We strongly recommend enabling secure unique default hostnames for all new App Service deployments.
Note
The region identifier in the hostname (for example, eastus-01) may use different number suffixes for future deployments. Don't take hard dependencies on the exact region-number combination.
Related content
- Public Preview: Creating Web App with a Unique Default Hostname
- Secure Unique Default Hostnames: GA on App Service Web Apps and Public Preview on Functions
- Secure Unique Default Hostnames Now GA for Functions and Logic Apps
How App Service prevents subdomain takeovers
Upon deletion of an App Service app or App Service Environment (ASE), the corresponding DNS is forbidden from reuse except by subscriptions that belong to the tenant of the subscription that originally owned the DNS. Thus, the customer has some time to either clean up any associations or pointers to the said DNS or reclaim the DNS in Azure by recreating the resource with the same name. This behavior is enabled by default on Azure App Service for *.azurewebsites.net and *.appserviceenvironment.net resources, so it doesn't require any customer configuration.
Example scenario
Subscription A and subscription B are the only subscriptions that belong to tenant AB. Subscription A contains an App Service web app test with DNS name test.azurewebsites.net. Upon deletion of the app, only subscriptions A or B are able to immediately reuse the DNS name test.azurewebsites.net by creating a web app named test. No other subscriptions are allowed to claim the name right after the resource deletion.

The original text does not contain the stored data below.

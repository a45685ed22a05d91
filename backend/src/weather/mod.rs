//! Weather model
//!
//! Weather is a single airport-wide condition re-rolled at a fixed interval.
//! Its only effect on operations is the wear impact it adds to every landing.

use serde::{Deserialize, Serialize};
use std::fmt;
use std::str::FromStr;

use crate::models::ParseError;
use crate::rng::RngManager;

#[derive(Debug, Clone, Copy, PartialEq, Eq, Hash, Serialize, Deserialize)]
pub enum WeatherCondition {
    Clear,
    Cloudy,
    Rain,
    Fog,
    Storm,
}

impl WeatherCondition {
    pub const ALL: [WeatherCondition; 5] = [
        WeatherCondition::Clear,
        WeatherCondition::Cloudy,
        WeatherCondition::Rain,
        WeatherCondition::Fog,
        WeatherCondition::Storm,
    ];

    /// Wear impact added to landings under this condition
    pub fn impact(self) -> f64 {
        match self {
            WeatherCondition::Clear => 0.0,
            WeatherCondition::Cloudy => 2.0,
            WeatherCondition::Rain => 8.0,
            WeatherCondition::Fog => 5.0,
            WeatherCondition::Storm => 20.0,
        }
    }
}

impl fmt::Display for WeatherCondition {
    fn fmt(&self, f: &mut fmt::Formatter<'_>) -> fmt::Result {
        let name = match self {
            WeatherCondition::Clear => "clear",
            WeatherCondition::Cloudy => "cloudy",
            WeatherCondition::Rain => "rain",
            WeatherCondition::Fog => "fog",
            WeatherCondition::Storm => "storm",
        };
        f.write_str(name)
    }
}

impl FromStr for WeatherCondition {
    type Err = ParseError;

    fn from_str(s: &str) -> Result<Self, Self::Err> {
        WeatherCondition::ALL
            .into_iter()
            .find(|c| c.to_string() == s.trim().to_ascii_lowercase())
            .ok_or_else(|| ParseError::UnknownWeather(s.to_string()))
    }
}

/// Weather generation parameters
#[derive(Debug, Clone, PartialEq, Serialize, Deserialize)]
#[serde(default)]
pub struct WeatherConfig {
    /// Ticks between re-rolls (0 disables changes)
    pub change_interval: usize,
    /// Relative weights in `WeatherCondition::ALL` order
    pub weights: [f64; 5],
    pub initial: WeatherCondition,
}

impl Default for WeatherConfig {
    fn default() -> Self {
        Self {
            change_interval: 50,
            weights: [0.45, 0.25, 0.15, 0.10, 0.05],
            initial: WeatherCondition::Clear,
        }
    }
}

/// Current weather plus the roll schedule
#[derive(Debug, Clone, Serialize, Deserialize)]
pub struct WeatherState {
    config: WeatherConfig,
    current: WeatherCondition,
}

impl WeatherState {
    pub fn new(config: WeatherConfig) -> Self {
        let current = config.initial;
        Self { config, current }
    }

    pub fn current(&self) -> WeatherCondition {
        self.current
    }

    pub fn impact(&self) -> f64 {
        self.current.impact()
    }

    /// Force a condition (scenario events). Returns the previous one.
    pub fn set(&mut self, condition: WeatherCondition) -> WeatherCondition {
        std::mem::replace(&mut self.current, condition)
    }

    /// Re-roll on interval boundaries. Returns `(from, to)` when it changed.
    pub fn update(
        &mut self,
        tick: usize,
        rng: &mut RngManager,
    ) -> Option<(WeatherCondition, WeatherCondition)> {
        if self.config.change_interval == 0 || tick == 0 || tick % self.config.change_interval != 0 {
            return None;
        }

        let next = rng
            .weighted_index(&self.config.weights)
            .map(|i| WeatherCondition::ALL[i])
            .unwrap_or(self.current);
        if next == self.current {
            return None;
        }
        Some((self.set(next), next))
    }
}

How you can prevent subdomain takeovers
When creating DNS entries for Azure App Service, create an asuid.{subdomain} TXT record with the domain verification ID. When such a TXT record exists, no other Azure subscription can validate the custom domain or take it over unless they add their token verification ID to the DNS entries.

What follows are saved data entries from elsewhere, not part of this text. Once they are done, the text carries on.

//! Runway model
//!
//! A runway is a physical resource with a length, a tier, a wear level and
//! an occupancy slot.
//!
//! # Invariants
//!
//! 1. `wear` is always within `[0, MAX_WEAR]`
//! 2. `wear` only decreases through `reset_wear` (repair)
//! 3. Occupancy reason, countdown and holder are set and cleared together
//!
//! Tiers are configuration, not types: one `Runway` struct parameterised by
//! [`RunwayTier`], with [`RunwayTier::defaults`] supplying per-tier values.

use serde::{Deserialize, Serialize};
use std::fmt;
use std::str::FromStr;
use thiserror::Error;

use crate::models::aircraft::Aircraft;
use crate::models::ParseError;

/// Upper bound of the wear scale
pub const MAX_WEAR: u32 = 100;

/// Capacity tier of a runway
#[derive(Debug, Clone, Copy, PartialEq, Eq, Hash, Serialize, Deserialize)]
pub enum RunwayTier {
    Small,
    Medium,
    Large,
}

/// Per-tier default values
#[derive(Debug, Clone, Copy, PartialEq, Eq)]
pub struct TierDefaults {
    /// Physical length in metres
    pub length: u32,
    /// Price charged when the runway is purchased
    pub purchase_cost: i64,
}

impl RunwayTier {
    pub fn defaults(self) -> TierDefaults {
        match self {
            RunwayTier::Small => TierDefaults {
                length: 1_500,
                purchase_cost: 5_000,
            },
            RunwayTier::Medium => TierDefaults {
                length: 2_500,
                purchase_cost: 15_000,
            },
            RunwayTier::Large => TierDefaults {
                length: 3_800,
                purchase_cost: 40_000,
            },
        }
    }
}

impl fmt::Display for RunwayTier {
    fn fmt(&self, f: &mut fmt::Formatter<'_>) -> fmt::Result {
        let name = match self {
            RunwayTier::Small => "small",
            RunwayTier::Medium => "medium",
            RunwayTier::Large => "large",
        };
        f.write_str(name)
    }
}

impl FromStr for RunwayTier {
    type Err = ParseError;

    fn from_str(s: &str) -> Result<Self, Self::Err> {
        match s.trim().to_ascii_lowercase().as_str() {
            "small" => Ok(RunwayTier::Small),
            "medium" => Ok(RunwayTier::Medium),
            "large" => Ok(RunwayTier::Large),
            other => Err(ParseError::UnknownTier(other.to_string())),
        }
    }
}

/// Why a runway is occupied
#[derive(Debug, Clone, Copy, PartialEq, Eq, Serialize, Deserialize)]
pub enum OccupancyReason {
    Landing,
    Repair,
    Maintenance,
    Emergency,
}

impl fmt::Display for OccupancyReason {
    fn fmt(&self, f: &mut fmt::Formatter<'_>) -> fmt::Result {
        let name = match self {
            OccupancyReason::Landing => "landing",
            OccupancyReason::Repair => "repair",
            OccupancyReason::Maintenance => "maintenance",
            OccupancyReason::Emergency => "emergency",
        };
        f.write_str(name)
    }
}

/// Current occupant of a runway
#[derive(Debug, Clone, PartialEq, Eq, Serialize, Deserialize)]
pub struct Occupancy {
    pub reason: OccupancyReason,
    /// Ticks left before the runway frees up
    pub remaining_ticks: usize,
    /// Flight holding the runway, if any
    pub flight_number: Option<String>,
}

/// Errors raised by runway operations
#[derive(Debug, Error, PartialEq)]
pub enum RunwayError {
    #[error("Runway not found: {0}")]
    NotFound(String),

    #[error("Runway {0} is already registered")]
    DuplicateId(String),

    #[error("Runway {runway_id} is occupied ({reason})")]
    Occupied {
        runway_id: String,
        reason: OccupancyReason,
    },

    #[error("Insufficient funds: required {required}, available {available}")]
    InsufficientFunds { required: i64, available: i64 },

    #[error("Occupancy duration must be at least one tick")]
    ZeroDuration,
}

/// A runway
///
/// # Example
/// ```
/// use airport_simulator_core_rs::models::{Runway, RunwayTier, OccupancyReason};
///
/// let mut runway = Runway::new("09L", RunwayTier::Medium);
/// assert_eq!(runway.length(), 2_500);
///
/// runway.occupy(OccupancyReason::Landing, 2, Some("AS100".to_string())).unwrap();
/// assert!(runway.is_occupied());
/// runway.update_status();
/// assert!(runway.update_status().is_some()); // freed on the second tick
/// assert!(!runway.is_occupied());
/// ```
#[derive(Debug, Clone, Serialize, Deserialize)]
pub struct Runway {
    id: String,
    tier: RunwayTier,
    length: u32,
    wear: u32,
    occupancy: Option<Occupancy>,
    landings: u64,
}

impl Runway {
    /// Create a runway with its tier's default length
    pub fn new(id: impl Into<String>, tier: RunwayTier) -> Self {
        Self {
            id: id.into(),
            tier,
            length: tier.defaults().length,
            wear: 0,
            occupancy: None,
            landings: 0,
        }
    }

    /// Override the tier's default length
    pub fn with_length(mut self, length: u32) -> Self {
        self.length = length;
        self
    }

    /// Start with a given wear level (clamped to the wear scale)
    pub fn with_wear(mut self, wear: u32) -> Self {
        self.wear = wear.min(MAX_WEAR);
        self
    }

    pub fn id(&self) -> &str {
        &self.id
    }

    pub fn tier(&self) -> RunwayTier {
        self.tier
    }

    pub fn length(&self) -> u32 {
        self.length
    }

    pub fn wear(&self) -> u32 {
        self.wear
    }

    pub fn landings(&self) -> u64 {
        self.landings
    }

    pub fn occupancy(&self) -> Option<&Occupancy> {
        self.occupancy.as_ref()
    }

    pub fn is_occupied(&self) -> bool {
        self.occupancy.is_some()
    }

    pub fn is_long_enough(&self, aircraft: &Aircraft) -> bool {
        aircraft.required_runway_length() <= self.length
    }

    /// Wear has reached the point where the runway cannot take landings
    pub fn is_degraded(&self, full_degradation_threshold: u32) -> bool {
        self.wear >= full_degradation_threshold
    }

    /// Length, occupancy and wear all permit `aircraft` to land now
    pub fn can_accept(&self, aircraft: &Aircraft, full_degradation_threshold: u32) -> bool {
        self.is_long_enough(aircraft)
            && !self.is_occupied()
            && !self.is_degraded(full_degradation_threshold)
    }

    /// Occupy the runway for `duration` ticks
    pub fn occupy(
        &mut self,
        reason: OccupancyReason,
        duration: usize,
        flight_number: Option<String>,
    ) -> Result<(), RunwayError> {
        if duration == 0 {
            return Err(RunwayError::ZeroDuration);
        }
        if let Some(current) = &self.occupancy {
            return Err(RunwayError::Occupied {
                runway_id: self.id.clone(),
                reason: current.reason,
            });
        }

        if reason == OccupancyReason::Landing {
            self.landings += 1;
        }
        self.occupancy = Some(Occupancy {
            reason,
            remaining_ticks: duration,
            flight_number,
        });
        Ok(())
    }

    /// Add wear, clamped so the total never exceeds [`MAX_WEAR`].
    ///
    /// Returns the amount actually added.
    pub fn add_wear(&mut self, amount: u32) -> u32 {
        let added = amount.min(MAX_WEAR - self.wear);
        self.wear += added;
        added
    }

    /// Reset wear to zero (repair)
    pub fn reset_wear(&mut self) {
        self.wear = 0;
    }

    /// Count down occupancy by one tick.
    ///
    /// Returns the cleared occupancy when the countdown reaches zero.
    pub fn update_status(&mut self) -> Option<Occupancy> {
        let finished = match self.occupancy.as_mut() {
            Some(occupancy) => {
                occupancy.remaining_ticks = occupancy.remaining_ticks.saturating_sub(1);
                occupancy.remaining_ticks == 0
            }
            None => false,
        };

        if finished {
            self.occupancy.take()
        } else {
            None
        }
    }
}

#[cfg(test)]
mod tests {
    use super::*;
    use crate::models::aircraft::SizeClass;

    #[test]
    fn test_wear_clamped_at_max() {
        let mut runway = Runway::new("R1", RunwayTier::Small).with_wear(95);
        assert_eq!(runway.add_wear(20), 5);
        assert_eq!(runway.wear(), MAX_WEAR);
        assert_eq!(runway.add_wear(3), 0);
    }

    #[test]
    fn test_occupy_twice_fails() {
        let mut runway = Runway::new("R1", RunwayTier::Small);
        runway.occupy(OccupancyReason::Repair, 3, None).unwrap();
        assert_eq!(
            runway.occupy(OccupancyReason::Landing, 1, None),
            Err(RunwayError::Occupied {
                runway_id: "R1".to_string(),
                reason: OccupancyReason::Repair,
            })
        );
    }

    #[test]
    fn test_zero_duration_rejected() {
        let mut runway = Runway::new("R1", RunwayTier::Small);
        assert_eq!(
            runway.occupy(OccupancyReason::Landing, 0, None),
            Err(RunwayError::ZeroDuration)
        );
    }

    #[test]
    fn test_countdown_clears_everything_together() {
        let mut runway = Runway::new("R1", RunwayTier::Large);
        runway
            .occupy(OccupancyReason::Landing, 1, Some("AS1".to_string()))
            .unwrap();
        let cleared = runway.update_status().unwrap();
        assert_eq!(cleared.flight_number.as_deref(), Some("AS1"));
        assert!(runway.occupancy().is_none());
        assert_eq!(runway.landings(), 1);
    }

    #[test]
    fn test_can_accept_checks_all_three_conditions() {
        let heavy = Aircraft::new("B744", SizeClass::Large, 300);
        let short = Runway::new("S", RunwayTier::Small);
        assert!(!short.can_accept(&heavy, 100));

        let long = Runway::new("L", RunwayTier::Large);
        assert!(long.can_accept(&heavy, 100));

        let worn = Runway::new("W", RunwayTier::Large).with_wear(100);
        assert!(!worn.can_accept(&heavy, 100));
    }
}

These records prevent the creation of another App Service app using the same name from your CNAME entry. Without the ability to prove ownership of the domain name, threat actors can't receive traffic or control the content.
DNS records should be updated before the site deletion to ensure bad actors can't take over the domain between the period of deletion and re-creation.
To get a domain verification ID, see Set up an existing custom domain in Azure App Service.